Las llamadas que realicé en las últimas horas para tener noticias indican el stress provocado.
En Crépy en Valois apareció la semana pasada una pinta sobre un restaurante asiático mientras otros dueños de un restaurante chino explicaron el 3 de marzo en la radio France Inter que -a pesar de haber nacido en Francia- ya fueron insultados al caminar en la ciudad, su ciudad.
Temo que la referencia al estado de guerra legitime actos parecidos en un sector cuyo representante en la asamblea departamental es miembro de la extrema derecha, electo por la mayoría de mis vecinos hace cinco años.
Crisis reveladora de la fragilidad del sistema
Una doctora italiana de Lombardía explicaba que ya aplicaban medidas de guerra en el sentido de que se seleccionaba a quien se iba a poder atender y a quien se iba a dejar morir. Escenas habituales en tiempo de guerra o de atentados.
En Francia, desde los 15 últimos años, las normas de gestión industrial fueron aplicadas al sector de salud pública en nombre de su eficiencia. El sector vivió una tensión tal que en su informe del 2016, la Organización Mundial de la Salud (OMS) subrayaba que los profesionales de salud eran particularmente afectados, entre los 10.000 suicidios anuales en Francia.
Durante este periodo y hasta hoy, el sistema de salud pública ha sido drásticamente reformado por gobiernos tanto liberales como social-demócratas. Los hospitales departamentales aumentaron sus capacidades mientras se cerraban unidades locales de atención al público.
Un informe del OCDE describe como mientras la población francesa aumentó de un 10 % en 15 años, se bajaron del 15 % el número de camas en los hospitales y particularmente las camas para atender a los pacientes por largos períodos (- 60 %). En el 2018 se eliminaron 4.000 camas!
Esta imposibilidad de recibir por periodos medianos y largos a los pacientes explica la crisis actual provocada por el Coronavirus. Loïc Pen, medico de emergencia y sindicalista de la CGT de mi departamento cuyo personal fue confinado al reportar la primera víctima, explicaba la semana pasada que nuestro sistema no tenía las capacidades para atender correctamente al público y que las medidas de confinamiento servían para no rebasar las capacidad de un sector en tensión permanente.
Este último año las huelgas se multiplicaron entre parteras, enfermeras, personal de emergencia y huelga administrativa de los cuadros de salud.
El presidente francés precisó al sector económico, en su alocución del 16 de marzo, que 300 mil millones de euros estaban movilizados para garantizar la actividad en un ambiente de caída general por los cortes en los flujos comerciales con China que condicionan parte de la producción continental, las medidas de confinamiento, la prohibición por la mayoría de los comercios de abrir.

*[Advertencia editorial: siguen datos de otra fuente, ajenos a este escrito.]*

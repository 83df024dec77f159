// User preference adjustments.
//
// Applied after aggregation, before references and composition. Tempo
// preferences shift the blended range into a fixed BPM window; texture
// preferences merge a bonus instrument set. Era is carried on the intent
// but has no effect here.

use crate::config::PromptConfig;
use crate::intent::{TempoPref, TexturePref, UserIntent};
use crate::select::unique_capped;
use sonic_palette_lexicon::TempoRange;

/// Slow never drops below these.
const SLOW_LOW_FLOOR: u16 = 50;
const SLOW_HIGH_FLOOR: u16 = 55;
/// Fast never climbs above these.
const FAST_LOW_CEIL: u16 = 140;
const FAST_HIGH_CEIL: u16 = 150;

pub fn adjust_tempo(bpm: TempoRange, tempo: TempoPref) -> TempoRange {
    match tempo {
        TempoPref::Slow => TempoRange::new(
            bpm.low.saturating_sub(10).max(SLOW_LOW_FLOOR),
            bpm.low.saturating_add(5).max(SLOW_HIGH_FLOOR),
        ),
        TempoPref::Fast => TempoRange::new(
            bpm.high.saturating_add(5).min(FAST_LOW_CEIL),
            bpm.high.saturating_add(15).min(FAST_HIGH_CEIL),
        ),
        TempoPref::Auto | TempoPref::Medium => bpm,
    }
}

pub fn adjust_instruments(
    instruments: &[String],
    texture: TexturePref,
    config: &PromptConfig,
) -> Vec<String> {
    let cap = config.instrument_cap;
    match texture {
        TexturePref::Electronic => unique_capped(
            instruments
                .iter()
                .chain(&config.electronic_instruments)
                .cloned(),
            cap,
        ),
        TexturePref::Acoustic => unique_capped(
            config
                .acoustic_instruments
                .iter()
                .chain(instruments)
                .cloned(),
            cap,
        ),
        TexturePref::Auto => instruments.to_vec(),
    }
}

/// Tempo and texture adjustments for one request.
pub fn apply_prefs(
    bpm: TempoRange,
    instruments: &[String],
    intent: &UserIntent,
    config: &PromptConfig,
) -> (TempoRange, Vec<String>) {
    (
        adjust_tempo(bpm, intent.tempo),
        adjust_instruments(instruments, intent.texture, config),
    )
}
// End-to-end tests of the prompt pipeline against the default lexicon and
// small synthetic lexicons.

use sonic_palette_lexicon::{Lexicon, LexiconError, TempoRange, default_lexicon};
use sonic_palette_prng::VibeRng;
use sonic_palette_prompt::{
    PromptConfig, PromptEngine, PromptError, SemanticAnalyzer, TempoPref, TexturePref, TokenCosine,
    UserIntent,
};
use std::fs;

const DESCRIPTIONS: [&str; 8] = [
    "reggae sunny island vibes",
    "late night neon city drive, retro 80s",
    "dark moody noir rain with vinyl crackle",
    "dreamy hazy shimmer shoegaze",
    "energetic punchy upbeat synthwave",
    "sad melancholic post-rock build-up cinematic",
    "温暖 轻松 夜色",
    "qwerty zxcv",
];

const SYNTH_EMOTIONS: &str = r#"{
    "chill": {"keywords": ["chill"], "description": "laid back"},
    "dark": {"keywords": ["dark"]}
}"#;

const SYNTH_STYLES: &str = r#"{
    "R&B": {
        "keywords": ["soul"],
        "bpm_min": 70, "bpm_max": 95,
        "instruments": ["Rhodes", "Warm bass"],
        "chords": [{"roman": "Imaj7 – vi7 – ii7 – V7", "C": "Cmaj7 – Am7 – Dm7 – G7"}]
    },
    "Dream pop": {
        "keywords": ["shoegaze"],
        "bpm_min": 70, "bpm_max": 95,
        "instruments": ["Airy pad", "Warm bass"],
        "chords": [{"roman": "I – IV – Vsus – V", "C": "C – F – Gsus – G"}]
    },
    "Ambient": {
        "keywords": ["drone"],
        "bpm_min": 50, "bpm_max": 80,
        "instruments": ["Evolving pads"],
        "chords": []
    }
}"#;

const SYNTH_REFERENCES: &str = r#"{
    "Ambient": [["Brian Eno - An Ending (Ascent)", "pioneering ambient"]]
}"#;

const SYNTH_AFFINITIES: &str = r#"{
    "dark": {"Ambient": 0.5}
}"#;

fn engine() -> PromptEngine {
    PromptEngine::keyword(default_lexicon(), PromptConfig::default()).unwrap()
}

fn synthetic_lexicon() -> Lexicon {
    Lexicon::from_json_parts(
        SYNTH_EMOTIONS,
        SYNTH_STYLES,
        SYNTH_REFERENCES,
        SYNTH_AFFINITIES,
    )
    .unwrap()
}

#[test]
fn test_reggae_scenario() {
    let result = engine()
        .generate(
            &UserIntent::new("reggae sunny island vibes"),
            &mut VibeRng::new(1),
        )
        .unwrap();
    assert_eq!(result.emotions, vec!["tropical"]);
    assert_eq!(result.styles[0], "Reggae");
    // Reggae (60, 76) blended with City pop (95, 115).
    assert_eq!(result.bpm_range, TempoRange::new(77, 95));
    assert_eq!(result.chords.len(), 2);
    assert!(result.references.len() <= 5);
    assert!(result.prompt.contains("tempo: 77–95 BPM"));
}

#[test]
fn test_empty_description_rejected_before_scoring() {
    let engine = engine();
    let mut rng = VibeRng::new(1);
    let before = rng.clone();
    for text in ["", "    ", "\t\n"] {
        let err = engine.generate(&UserIntent::new(text), &mut rng).unwrap_err();
        assert!(matches!(err, PromptError::EmptyDescription), "{text:?}");
    }
    // Nothing was sampled.
    assert_eq!(rng.next_u64(), before.clone().next_u64());
}

#[test]
fn test_fast_tempo_scenario() {
    // Dream pop and R&B both span 70–95.
    let intent = UserIntent::new("smooth dreamy").with_tempo(TempoPref::Fast);
    let result = engine().generate(&intent, &mut VibeRng::new(4)).unwrap();
    assert_eq!(result.styles, vec!["Dream pop", "R&B"]);
    assert_eq!(result.bpm_range, TempoRange::new(100, 110));
}

#[test]
fn test_slow_tempo_and_acoustic_texture() {
    let intent = UserIntent::new("smooth dreamy")
        .with_tempo(TempoPref::Slow)
        .with_texture(TexturePref::Acoustic);
    let result = engine().generate(&intent, &mut VibeRng::new(4)).unwrap();
    assert_eq!(result.bpm_range, TempoRange::new(60, 75));
    assert_eq!(result.instruments[0], "Electric guitar (clean)");
    assert_eq!(result.instruments.len(), 8);
}

#[test]
fn test_no_hits_with_default_lexicon() {
    let result = engine()
        .generate(&UserIntent::new("qwerty zxcv"), &mut VibeRng::new(9))
        .unwrap();
    assert_eq!(result.emotions, vec!["chill"]);
    // The chill fallback still carries affinities.
    assert_eq!(result.styles, vec!["Lo-fi hiphop", "Dream pop"]);
    assert_eq!(result.bpm_range, TempoRange::new(67, 90));
    assert!(result.word_count() <= 200);
}

#[test]
fn test_no_hits_uses_default_pair() {
    let engine = PromptEngine::keyword(synthetic_lexicon(), PromptConfig::default()).unwrap();
    let result = engine
        .generate(&UserIntent::new("qwerty zxcv"), &mut VibeRng::new(9))
        .unwrap();
    assert_eq!(result.emotions, vec!["chill"]);
    assert_eq!(result.styles, vec!["R&B", "Dream pop"]);
    assert_eq!(result.bpm_range, TempoRange::new(70, 95));
    assert_eq!(result.instruments, vec!["Rhodes", "Warm bass", "Airy pad"]);
    // No references exist for either style or the generic bucket.
    assert!(result.references.is_empty());
    assert!(!result.prompt.contains("references:"));
    assert!(result.word_count() <= 200);
}

#[test]
fn test_missing_default_style_rejected() {
    let styles = r#"{
        "Ambient": {
            "keywords": ["drone"],
            "bpm_min": 50, "bpm_max": 80,
            "instruments": [],
            "chords": []
        }
    }"#;
    let lexicon = Lexicon::from_json_parts(SYNTH_EMOTIONS, styles, "{}", "{}").unwrap();
    let err = PromptEngine::keyword(lexicon, PromptConfig::default()).unwrap_err();
    assert!(matches!(err, PromptError::UnknownStyle(ref s) if s == "R&B"));
}

#[test]
fn test_tempo_prefs_at_u16_ceiling() {
    let styles = r#"{
        "Speedcore": {
            "keywords": ["speedcore"],
            "bpm_min": 300, "bpm_max": 65530,
            "instruments": ["Distorted kick"],
            "chords": []
        }
    }"#;
    let lexicon = Lexicon::from_json_parts(SYNTH_EMOTIONS, styles, "{}", "{}").unwrap();
    let config = PromptConfig {
        default_styles: vec!["Speedcore".into()],
        ..Default::default()
    };
    let engine = PromptEngine::keyword(lexicon, config).unwrap();

    let fast = UserIntent::new("speedcore").with_tempo(TempoPref::Fast);
    let result = engine.generate(&fast, &mut VibeRng::new(1)).unwrap();
    assert_eq!(result.bpm_range, TempoRange::new(140, 150));

    let slow = UserIntent::new("speedcore").with_tempo(TempoPref::Slow);
    let result = engine.generate(&slow, &mut VibeRng::new(1)).unwrap();
    assert_eq!(result.bpm_range, TempoRange::new(290, 305));
}

#[test]
fn test_single_bpm_style_rejected_at_load() {
    let styles = r#"{
        "Metronome": {
            "keywords": ["tick"],
            "bpm_min": 120, "bpm_max": 120,
            "instruments": [],
            "chords": []
        }
    }"#;
    let err = Lexicon::from_json_parts(SYNTH_EMOTIONS, styles, "{}", "{}").unwrap_err();
    assert!(matches!(err, LexiconError::BadTempo { low: 120, high: 120, .. }));
}

#[test]
fn test_same_seed_same_output() {
    let engine = engine();
    for text in DESCRIPTIONS {
        let intent = UserIntent::new(text).with_texture(TexturePref::Electronic);
        let a = engine.generate(&intent, &mut VibeRng::new(2024)).unwrap();
        let b = engine.generate(&intent, &mut VibeRng::new(2024)).unwrap();
        assert_eq!(a, b, "{text}");
    }
}

#[test]
fn test_prompt_fits_budget() {
    for max_words in [200, 80, 60] {
        let config = PromptConfig {
            max_words,
            ..Default::default()
        };
        let engine = PromptEngine::keyword(default_lexicon(), config).unwrap();
        for text in DESCRIPTIONS {
            for seed in 0..5 {
                let result = engine
                    .generate(&UserIntent::new(text), &mut VibeRng::new(seed))
                    .unwrap();
                assert!(
                    result.word_count() <= max_words,
                    "{text} seed {seed}: {} words > {max_words}",
                    result.word_count()
                );
            }
        }
    }
}

#[test]
fn test_result_invariants() {
    let engine = engine();
    for text in DESCRIPTIONS {
        for seed in 0..5 {
            let result = engine
                .generate(&UserIntent::new(text), &mut VibeRng::new(seed))
                .unwrap();
            assert!(!result.emotions.is_empty());
            assert!(!result.styles.is_empty() && result.styles.len() <= 2);
            assert!(result.bpm_range.low < result.bpm_range.high);
            assert!(result.instruments.len() <= 8);
            assert!(result.chords.len() <= 2);
            assert!(result.references.len() <= 5);
        }
    }
}

#[test]
fn test_semantic_engine() {
    let engine = PromptEngine::new(
        default_lexicon(),
        PromptConfig::default(),
        SemanticAnalyzer::new(TokenCosine),
    )
    .unwrap();
    let result = engine
        .generate(
            &UserIntent::new("dreamy hazy shimmer airy"),
            &mut VibeRng::new(5),
        )
        .unwrap();
    assert_eq!(result.emotions[0], "dreamy");
    assert_eq!(result.styles[0], "Dream pop");
    assert!(result.word_count() <= 200);
}

#[test]
fn test_config_from_json_override() {
    let json = r#"{"max_words": 60, "chord_count": 1, "top_styles": 1}"#;
    let config = PromptConfig::from_json(json).unwrap();
    let engine = PromptEngine::keyword(default_lexicon(), config).unwrap();
    let result = engine
        .generate(
            &UserIntent::new("reggae sunny island vibes"),
            &mut VibeRng::new(3),
        )
        .unwrap();
    assert_eq!(result.styles, vec!["Reggae"]);
    assert_eq!(result.bpm_range, TempoRange::new(60, 76));
    assert_eq!(result.chords.len(), 1);
    assert!(result.word_count() <= 60);
}

#[test]
fn test_lexicon_from_data_dir() {
    let dir = tempfile::tempdir().unwrap();
    fs::write(dir.path().join("emotions.json"), SYNTH_EMOTIONS).unwrap();
    fs::write(dir.path().join("styles.json"), SYNTH_STYLES).unwrap();
    fs::write(dir.path().join("references.json"), SYNTH_REFERENCES).unwrap();
    fs::write(dir.path().join("emotion_to_styles.json"), SYNTH_AFFINITIES).unwrap();

    let lexicon = Lexicon::load_dir(dir.path());
    let engine = PromptEngine::keyword(lexicon, PromptConfig::default()).unwrap();
    let result = engine
        .generate(&UserIntent::new("a dark drone"), &mut VibeRng::new(8))
        .unwrap();
    assert_eq!(result.emotions, vec!["dark"]);
    assert_eq!(result.styles, vec!["Ambient"]);
    assert_eq!(result.references.len(), 1);
    assert!(result.prompt.contains("mix: moody, noir"));
    assert!(result.prompt.contains("references: An Ending (Ascent)"));
}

Las bolsas mundiales acumulan las pérdidas desde varios días mientras mis vecinos almacenaban tallarines. Sumas colosales cuando se reclamaba montos adecuados para atender al público en «tiempo de paz».
El 13 de marzo, el doctor Gilbert Deray del hospital parisino Pitié-Salpétrière escribio que estaba «inquieto que nuestro sistema de salud, ya en grandes dificultades, sea próximamente rebasado por el flujo masivo de enfermos (…) El Coronavirus casi solo mata a los organismos ya débiles. Estoy inquieto que este minúsculo ser vivo, solo desvele las inmensas fracturas y debilidades de nuestras sociedades. Los muertos que entonces se contaran por millones serán los de enfrentamientos entre individuos ante la indiferencia total del interés colectivo».